//! Blocking reader adapter - RowIter and parse_reader.
//!
//! # Example
//!
//! ```no_run
//! use csvrows::{ParserConfig, RowIter};
//! use std::fs::File;
//!
//! let file = File::open("data.csv")?;
//! let mut rows = RowIter::new(file, ParserConfig::default())?;
//!
//! while let Some(row) = rows.next() {
//!     let row = row?;
//!     println!("{:?}", row);
//! }
//! # Ok::<(), csvrows::CsvError>(())
//! ```

use std::collections::VecDeque;
use std::io::{ErrorKind, Read};

use tracing::trace;

use crate::buffer::ReadBuffer;
use crate::config::ParserConfig;
use crate::error::CsvError;
use crate::observer::ParseObserver;
use crate::parser::{CsvParser, ParseResult, RowParser};
use crate::row::Row;

/// An iterator that yields rows from a reader.
///
/// `RowIter` reads from a [`std::io::Read`] source 8 KiB at a time and yields
/// rows as their records complete. It holds only the rows completed by the
/// latest read, so memory stays flat for arbitrarily large inputs.
///
/// After an error is yielded the iterator is fused. Rows that precede the
/// failing record are always yielded first, however the input was split.
pub struct RowIter<R> {
    reader: R,
    parser: RowParser,
    buffer: ReadBuffer,
    pending: VecDeque<Row>,
    error: Option<CsvError>,
    finished: bool,
}

impl<R: Read> RowIter<R> {
    /// Creates a new row iterator.
    ///
    /// # Errors
    ///
    /// Returns [`CsvError::InvalidConfig`] if the configuration is invalid.
    pub fn new(reader: R, config: ParserConfig) -> Result<Self, CsvError> {
        Ok(Self::from_parser(reader, RowParser::new(config)?))
    }

    /// Creates a row iterator driving an already configured parser.
    pub fn from_parser(reader: R, parser: RowParser) -> Self {
        Self {
            reader,
            parser,
            buffer: ReadBuffer::take(),
            pending: VecDeque::new(),
            error: None,
            finished: false,
        }
    }

    /// Attaches a diagnostic observer.
    pub fn with_observer(mut self, observer: impl ParseObserver + 'static) -> Self {
        self.parser = self.parser.with_observer(observer);
        self
    }

    /// Returns the header row once it has been read.
    pub fn headers(&self) -> Option<&[String]> {
        self.parser.headers()
    }

    /// Returns the number of rows produced so far.
    pub fn rows_emitted(&self) -> u64 {
        self.parser.rows_emitted()
    }

    /// Reads once from the source and feeds the parser.
    fn fill(&mut self) {
        match self.reader.read(self.buffer.as_mut_slice()) {
            Ok(0) => {
                trace!(bytes = self.parser.bytes_consumed(), "end of input");
                self.finished = true;
                match self.parser.finish() {
                    Ok(last) => self.pending.extend(last),
                    Err(e) => self.error = Some(e),
                }
            }
            Ok(n) => {
                trace!(bytes = n, "read chunk");
                let pending = &mut self.pending;
                if let Err(e) = self
                    .parser
                    .push_with(self.buffer.filled(n), |row| pending.push_back(row))
                {
                    self.finished = true;
                    self.error = Some(e);
                }
            }
            Err(e) if e.kind() == ErrorKind::Interrupted => {}
            Err(e) => {
                self.finished = true;
                self.error = Some(e.into());
            }
        }
    }
}

impl<R: Read> Iterator for RowIter<R> {
    type Item = Result<Row, CsvError>;

    fn next(&mut self) -> Option<Self::Item> {
        loop {
            if let Some(row) = self.pending.pop_front() {
                return Some(Ok(row));
            }
            if let Some(e) = self.error.take() {
                return Some(Err(e));
            }
            if self.finished {
                return None;
            }
            self.fill();
        }
    }
}

impl CsvParser {
    /// Feeds everything `reader` yields, until end of input.
    ///
    /// The parser is not finalized; call [`CsvParser::finalize`] afterwards.
    ///
    /// # Errors
    ///
    /// I/O errors other than [`ErrorKind::Interrupted`] abort with
    /// [`CsvError::Io`]; parse errors are returned as they occur.
    pub fn feed_reader<R: Read>(&mut self, mut reader: R) -> Result<(), CsvError> {
        let mut buffer = ReadBuffer::take();
        loop {
            match reader.read(buffer.as_mut_slice()) {
                Ok(0) => return Ok(()),
                Ok(n) => {
                    trace!(bytes = n, "read chunk");
                    self.feed_chunk(buffer.filled(n))?;
                }
                Err(e) if e.kind() == ErrorKind::Interrupted => continue,
                Err(e) => return Err(e.into()),
            }
        }
    }
}

/// Parses everything from a reader into one [`ParseResult`].
///
/// # Example
///
/// ```
/// use csvrows::{parse_reader, ParserConfig};
/// use std::io::Cursor;
///
/// let result = parse_reader(Cursor::new("a,b\n1,2\n"), ParserConfig::default())?;
/// assert_eq!(result.count, 1);
/// # Ok::<(), csvrows::CsvError>(())
/// ```
pub fn parse_reader<R: Read>(reader: R, config: ParserConfig) -> Result<ParseResult, CsvError> {
    let mut parser = CsvParser::new(config)?;
    parser.feed_reader(reader)?;
    parser.finalize()
}

#[cfg(test)]
mod tests {
    use super::*;
    use crate::value::Value;
    use std::io::{self, Cursor};

    /// Yields one byte per read and an `Interrupted` error before every byte.
    struct Trickle<'a> {
        data: &'a [u8],
        interrupt: bool,
    }

    impl Read for Trickle<'_> {
        fn read(&mut self, buf: &mut [u8]) -> io::Result<usize> {
            self.interrupt = !self.interrupt;
            if self.interrupt {
                return Err(io::Error::new(ErrorKind::Interrupted, "again"));
            }
            match self.data.split_first() {
                Some((&b, rest)) => {
                    buf[0] = b;
                    self.data = rest;
                    Ok(1)
                }
                None => Ok(0),
            }
        }
    }

    struct Failing;

    impl Read for Failing {
        fn read(&mut self, _buf: &mut [u8]) -> io::Result<usize> {
            Err(io::Error::new(ErrorKind::BrokenPipe, "gone"))
        }
    }

    #[test]
    fn test_row_iter() {
        let rows: Vec<_> = RowIter::new(Cursor::new("a,b\n1,2\n3,4"), ParserConfig::default())
            .unwrap()
            .collect::<Result<Vec<_>, _>>()
            .unwrap();
        assert_eq!(rows.len(), 2);
        assert_eq!(rows[1].get("b"), Some(&Value::Number(4.0)));
    }

    #[test]
    fn test_row_iter_headers_available() {
        let mut iter = RowIter::new(Cursor::new("h1,h2\nx,y\n"), ParserConfig::default()).unwrap();
        assert!(iter.headers().is_none());
        iter.next().unwrap().unwrap();
        assert_eq!(iter.headers().unwrap(), ["h1", "h2"]);
        assert!(iter.next().is_none());
        assert_eq!(iter.rows_emitted(), 1);
    }

    #[test]
    fn test_interrupted_reads_are_retried() {
        let data = "é,ü\r\n\"x\"\"y\",2\r\n";
        let reader = Trickle {
            data: data.as_bytes(),
            interrupt: false,
        };
        let result = {
            let mut parser = CsvParser::default();
            parser.feed_reader(reader).unwrap();
            parser.finalize().unwrap()
        };
        assert_eq!(result.headers, ["é", "ü"]);
        assert_eq!(result.rows[0].get("é"), Some(&Value::from("x\"y")));
    }

    #[test]
    fn test_rows_before_error_are_yielded_first() {
        let mut iter = RowIter::new(Cursor::new("a\n1\n2\n\"open"), ParserConfig::default()).unwrap();
        assert!(iter.next().unwrap().is_ok());
        assert!(iter.next().unwrap().is_ok());
        assert!(matches!(iter.next(), Some(Err(CsvError::UnclosedQuote))));
        assert!(iter.next().is_none());
    }

    #[test]
    fn test_io_error_aborts() {
        let mut iter = RowIter::new(Failing, ParserConfig::default()).unwrap();
        assert!(matches!(iter.next(), Some(Err(CsvError::Io(_)))));
        assert!(iter.next().is_none());

        assert!(matches!(
            parse_reader(Failing, ParserConfig::default()),
            Err(CsvError::Io(_))
        ));
    }
}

§ §

- **Task prompt**
From the first line of the listing above through the line that contains "completed by the", set down each line without alteration, and nothing else.

- **Worked solution**
//! Blocking reader adapter - RowIter and parse_reader.
//!
//! # Example
//!
//! ```no_run
//! use csvrows::{ParserConfig, RowIter};
//! use std::fs::File;
//!
//! let file = File::open("data.csv")?;
//! let mut rows = RowIter::new(file, ParserConfig::default())?;
//!
//! while let Some(row) = rows.next() {
//!     let row = row?;
//!     println!("{:?}", row);
//! }
//! # Ok::<(), csvrows::CsvError>(())
//! ```

use std::collections::VecDeque;
use std::io::{ErrorKind, Read};

use tracing::trace;

use crate::buffer::ReadBuffer;
use crate::config::ParserConfig;
use crate::error::CsvError;
use crate::observer::ParseObserver;
use crate::parser::{CsvParser, ParseResult, RowParser};
use crate::row::Row;

/// An iterator that yields rows from a reader.
///
/// `RowIter` reads from a [`std::io::Read`] source 8 KiB at a time and yields
/// rows as their records complete. It holds only the rows completed by the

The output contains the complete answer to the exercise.